A Genetically Heterogeneous Rat Model with Divergent Mitochondrial Genomes

We generated a genetically heterogenous rat model by a 4-way cross strategy using 4 inbred strains (Brown Norway [BN], Fischer 344 [F344], Lewis [LEW], and Wistar Kyoto [KY]) to provide investigators with a highly genetically diverse rat model from commercially available inbred rats. We made reciprocal crosses between males and females from the 2 F1 hybrids to generate genetically heterogeneous rats with mitochondrial genomes from either the BN (OKC-HET(B), a.k.a “B” genotype) or WKY (OKC-HET(W) a.k.a “W” genotype) parental strains. These two mitochondrial genomes differ at 94 nucleotides, more akin to human mitochondrial genome diversity than that available in classical laboratory mouse strains. Body weights of the B and W genotypes were similar. However, mitochondrial genotype antagonistically affected grip strength and treadmill endurance in females only.

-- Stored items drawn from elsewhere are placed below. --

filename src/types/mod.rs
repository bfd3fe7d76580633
//! Core types for the gateway.
//!
//! - **Errors**: application error types with thiserror derives
//! - **Config**: configuration structures for the server and every backend

mod config;
mod errors;

pub use config::{
    CallLimits, Config, GraphConfig, LogFormat, LoggingConfig, QueryBackendsConfig, RestConfig,
    ServerConfig,
};
pub use errors::{Error, Result};
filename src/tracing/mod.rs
use axum::http::Request;
use futures::Future;
use metrics::{counter, histogram};
use std::{cell::RefCell, fmt, time::Instant};
use tower_http::{
    classify::{SharedClassifier, StatusInRangeAsFailures},
    trace::{
        DefaultOnBodyChunk, DefaultOnEos, DefaultOnFailure, DefaultOnRequest, DefaultOnResponse,
        MakeSpan, TraceLayer,
    },
};
pub use tracing::{debug, error, info, trace, warn};
use uuid::Uuid;

/// Broad classification used when logging failures.
#[derive(Debug, Clone, Copy, PartialEq, Eq)]
pub enum ErrorKind {
    Database,
    Auth,
    Validation,
    Cache,
    Internal,
}

impl fmt::Display for ErrorKind {
    fn fmt(&self, f: &mut fmt::Formatter<'_>) -> fmt::Result {
        let label = match self {
            ErrorKind::Database => "database_error",
            ErrorKind::Auth => "auth_error",
            ErrorKind::Validation => "validation_error",
            ErrorKind::Cache => "cache_error",
            ErrorKind::Internal => "internal_error",
        };
        f.write_str(label)
    }
}

/// Request ID tracking information
#[derive(Clone, Debug, PartialEq, Eq)]
pub struct RequestId(pub String);

impl Default for RequestId {
    fn default() -> Self {
        RequestId(Uuid::new_v4().to_string())
    }
}

impl RequestId {
    pub fn new(value: impl Into<String>) -> Self {
        RequestId(value.into())
    }

    pub fn as_str(&self) -> &str {
        &self.0
    }
}

impl fmt::Display for RequestId {
    fn fmt(&self, f: &mut fmt::Formatter<'_>) -> fmt::Result {
        f.write_str(&self.0)
    }
}

tokio::task_local! {
    static CURRENT_REQUEST_ID: RefCell<Option<RequestId>>;
}

/// Runs `future` with `request_id` visible to [`current_request_id`].
pub async fn scope_request_id<Fut, R>(request_id: RequestId, future: Fut) -> R
where
    Fut: Future<Output = R>,
{
    CURRENT_REQUEST_ID
        .scope(RefCell::new(Some(request_id)), future)
        .await
}

pub fn current_request_id() -> Option<RequestId> {
    CURRENT_REQUEST_ID
        .try_with(|cell| cell.borrow().clone())
        .ok()
        .flatten()
}

#[derive(Clone, Default)]
pub struct RequestSpanMaker;

impl<B> MakeSpan<B> for RequestSpanMaker {
    fn make_span(&mut self, request: &Request<B>) -> tracing::Span {
        let request_id = request
            .extensions()
            .get::<RequestId>()
            .cloned()
            .or_else(|| {
                request
                    .headers()
                    .get("x-request-id")
                    .and_then(|v| v.to_str().ok())
                    .map(RequestId::new)
            })
            .unwrap_or_default();

        tracing::info_span!(
            "http.request",
            request_id = %request_id,
            method = %request.method(),
            uri = %request.uri(),
        )
    }
}

pub type HttpTraceLayer = TraceLayer<
    SharedClassifier<StatusInRangeAsFailures>,
    RequestSpanMaker,
    DefaultOnRequest,
    DefaultOnResponse,
    DefaultOnBodyChunk,
    DefaultOnEos,
    DefaultOnFailure,
>;

/// HTTP trace layer that treats 5xx responses as failures.
pub fn configure_http_tracing() -> HttpTraceLayer {
    let classifier = SharedClassifier::new(StatusInRangeAsFailures::new(500..=599));
    TraceLayer::new(classifier)
        .make_span_with(RequestSpanMaker)
        .on_request(DefaultOnRequest::default())
        .on_response(DefaultOnResponse::default())
        .on_body_chunk(DefaultOnBodyChunk::default())
        .on_eos(DefaultOnEos::default())
        .on_failure(DefaultOnFailure::default())
}

/// Log an error with its classification and an optional context label.
pub fn log_error<E: fmt::Display + ?Sized>(err: &E, kind: ErrorKind, context: Option<&str>) {
    match context {
        Some(ctx) => error!(error_type = %kind, context = ctx, error = %err, "Error occurred"),
        None => error!(error_type = %kind, error = %err, "Error occurred"),
    }
}

/// Runs `task`, logging its outcome and recording `sitebook.operation.*`
/// metrics labelled with `operation`.
pub async fn with_metrics<F, Fut, T, E>(operation: &'static str, task: F) -> Result<T, E>
where
    F: FnOnce() -> Fut,
    Fut: Future<Output = Result<T, E>>,
    E: fmt::Display,
{
    let start = Instant::now();
    let result = task().await;
    let elapsed = start.elapsed();

    histogram!("sitebook.operation.duration", elapsed, "operation" => operation);
    match &result {
        Ok(_) => {
            counter!("sitebook.operation.success", 1, "operation" => operation);
            debug!(
                operation,
                duration_ms = elapsed.as_millis() as u64,
                "Operation completed"
            );
        }
        Err(e) => {
            counter!("sitebook.operation.failure", 1, "operation" => operation);
            warn!(
                operation,
                duration_ms = elapsed.as_millis() as u64,
                error = %e,
                "Operation failed"
            );
        }
    }

    result
}

#[cfg(test)]
mod tests {
    use super::*;

    #[tokio::test]
    async fn request_id_is_visible_inside_scope_only() {
        assert!(current_request_id().is_none());

        let seen = scope_request_id(RequestId::new("req-7"), async { current_request_id() }).await;
        assert_eq!(seen, Some(RequestId::new("req-7")));

        assert!(current_request_id().is_none());
    }

    #[tokio::test]
    async fn with_metrics_passes_result_through() {
        let ok: Result<u32, String> = with_metrics("test_ok", || async { Ok(7) }).await;
        assert_eq!(ok, Ok(7));

        let err: Result<u32, String> =
            with_metrics("test_err", || async { Err("boom".to_string()) }).await;
        assert_eq!(err, Err("boom".to_string()));
    }

    #[test]
    fn error_kind_labels() {
        assert_eq!(ErrorKind::Database.to_string(), "database_error");
        assert_eq!(ErrorKind::Validation.to_string(), "validation_error");
    }
}
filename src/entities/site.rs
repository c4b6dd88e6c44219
use chrono::{DateTime, NaiveDate, Utc};
use rust_decimal::Decimal;
use sea_orm::entity::prelude::*;
use serde::{Deserialize, Serialize};

/// A construction site. `funds` is a running total of funds received,
/// maintained by the increment path rather than derived on read.
#[derive(Clone, Debug, PartialEq, Eq, DeriveEntityModel, Serialize, Deserialize)]
#[sea_orm(table_name = "sites")]
pub struct Model {
    #[sea_orm(primary_key, auto_increment = false)]
    pub id: Uuid,
    #[sea_orm(unique)]
    pub name: String,
    pub location: String,
    pub status: SiteStatus,
    #[sea_orm(column_type = "Decimal(Some((16, 2)))")]
    pub funds: Decimal,
    pub supervisor_id: Option<Uuid>,
    pub start_date: Option<NaiveDate>,
    #[sea_orm(column_type = "Text", nullable)]
    pub remarks: Option<String>,
    pub created_at: DateTime<Utc>,
    pub created_by: Uuid,
}

#[derive(Copy, Clone, Debug, EnumIter, DeriveRelation)]
pub enum Relation {
    #[sea_orm(has_many = "super::expense::Entity")]
    Expenses,
    #[sea_orm(has_many = "super::advance::Entity")]
    Advances,
    #[sea_orm(has_many = "super::funds_received::Entity")]
    FundsReceived,
    #[sea_orm(has_many = "super::site_invoice::Entity")]
    Invoices,
}

impl Related<super::expense::Entity> for Entity {
    fn to() -> RelationDef {
        Relation::Expenses.def()
    }
}

impl Related<super::advance::Entity> for Entity {
    fn to() -> RelationDef {
        Relation::Advances.def()
    }
}

impl Related<super::funds_received::Entity> for Entity {
    fn to() -> RelationDef {
        Relation::FundsReceived.def()
    }
}

impl Related<super::site_invoice::Entity> for Entity {
    fn to() -> RelationDef {
        Relation::Invoices.def()
    }
}

impl ActiveModelBehavior for ActiveModel {}

/// Lifecycle status of a site
#[derive(
    Debug,
    Clone,
    Copy,
    PartialEq,
    Eq,
    Default,
    Serialize,
    Deserialize,
    EnumIter,
    DeriveActiveEnum,
    utoipa::ToSchema,
)]
#[sea_orm(rs_type = "String", db_type = "String(StringLen::N(20))")]
#[serde(rename_all = "snake_case")]
pub enum SiteStatus {
    #[default]
    #[sea_orm(string_value = "active")]
    Active,
    #[sea_orm(string_value = "on_hold")]
    OnHold,
    #[sea_orm(string_value = "completed")]
    Completed,
}
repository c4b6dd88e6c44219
pub mod advances;
pub mod balance;
pub mod expenses;
pub mod funds;
pub mod invoices;
pub mod sites;
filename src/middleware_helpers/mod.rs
pub mod request_id;

pub use request_id::{request_id_middleware, REQUEST_ID_HEADER};
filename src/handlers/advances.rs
use axum::{
    extract::{rejection::JsonRejection, Path, State},
    http::StatusCode,
    Json,
};
use uuid::Uuid;

use super::common::{created, json_body};
use crate::{
    auth::AuthUser,
    errors::ServiceError,
    models::AdvanceRecord,
    services::advances::{CreateAdvanceRequest, UpdateAdvanceRequest},
    ApiResponse, ApiResult, AppState,
};

#[utoipa::path(
    get,
    path = "/api/v1/sites/{id}/advances",
    summary = "List advances",
    params(("id" = Uuid, Path, description = "Site ID")),
    responses(
        (status = 200, description = "Advances retrieved successfully", body = ApiResponse<Vec<AdvanceRecord>>),
        (status = 401, description = "Unauthorized", body = crate::errors::ErrorResponse),
        (status = 403, description = "Site not assigned to caller", body = crate::errors::ErrorResponse),
        (status = 404, description = "Site not found", body = crate::errors::ErrorResponse)
    ),
    security(("Bearer" = [])),
    tag = "Advances"
)]
pub async fn list_advances(
    State(state): State<AppState>,
    auth_user: AuthUser,
    Path(site_id): Path<Uuid>,
) -> ApiResult<Vec<AdvanceRecord>> {
    let advances = state
        .services
        .advances
        .list_for_site(&auth_user, site_id)
        .await?;
    Ok(Json(ApiResponse::success(advances)))
}

#[utoipa::path(
    post,
    path = "/api/v1/sites/{id}/advances",
    summary = "Record advance",
    description = "Record a cash advance or a worker debit. The purpose code decides which summary bucket the amount lands in",
    params(("id" = Uuid, Path, description = "Site ID")),
    request_body = CreateAdvanceRequest,
    responses(
        (status = 201, description = "Advance created successfully", body = ApiResponse<AdvanceRecord>),
        (status = 400, description = "Invalid request data", body = crate::errors::ErrorResponse),
        (status = 401, description = "Unauthorized", body = crate::errors::ErrorResponse),
        (status = 403, description = "Site not assigned to caller", body = crate::errors::ErrorResponse),
        (status = 404, description = "Site not found", body = crate::errors::ErrorResponse)
    ),
    security(("Bearer" = [])),
    tag = "Advances"
)]
pub async fn create_advance(
    State(state): State<AppState>,
    auth_user: AuthUser,
    Path(site_id): Path<Uuid>,
    payload: Result<Json<CreateAdvanceRequest>, JsonRejection>,
) -> Result<(StatusCode, Json<ApiResponse<AdvanceRecord>>), ServiceError> {
    let request = json_body(payload)?;
    let record = state
        .services
        .advances
        .create(&auth_user, site_id, request)
        .await?;
    Ok(created(record))
}

#[utoipa::path(
    put,
    path = "/api/v1/advances/{id}",
    summary = "Update advance",
    params(("id" = Uuid, Path, description = "Advance ID")),
    request_body = UpdateAdvanceRequest,
    responses(
        (status = 200, description = "Advance updated successfully", body = ApiResponse<AdvanceRecord>),
        (status = 400, description = "Invalid request data", body = crate::errors::ErrorResponse),
        (status = 401, description = "Unauthorized", body = crate::errors::ErrorResponse),
        (status = 403, description = "Site not assigned to caller", body = crate::errors::ErrorResponse),
        (status = 404, description = "Advance not found", body = crate::errors::ErrorResponse)
    ),
    security(("Bearer" = [])),
    tag = "Advances"
)]
pub async fn update_advance(
    State(state): State<AppState>,
    auth_user: AuthUser,
    Path(id): Path<Uuid>,
    payload: Result<Json<UpdateAdvanceRequest>, JsonRejection>,
) -> ApiResult<AdvanceRecord> {
    let request = json_body(payload)?;
    let record = state.services.advances.update(&auth_user, id, request).await?;
    Ok(Json(ApiResponse::success(record)))
}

In addition, mitochondrial genotype significantly affected multiple responses to a high-fat diet (HFD) and treatment with 17α-estradiol. Contrary to findings in mice in which males only are affected by 17α-estradiol supplementation, female rats fed a HFD beneficially responded to 17α-estradiol treatment as evidenced by declines in body mass, adiposity, and liver mass. Male rats, by contrast, differed in a mitochondrial genotype-specific manner, with only B males responding to 17α-estradiol treatment. Mitochondrial genotype and sex differences were also observed in features of brain-specific antioxidant response to a HFD and 17α-estradiol as shown by hippocampal levels of Sod2 acetylation, JNK, and FoxO3a. These results emphasize the importance of mitochondrial genotype in assessing responses to putative interventions in aging processes.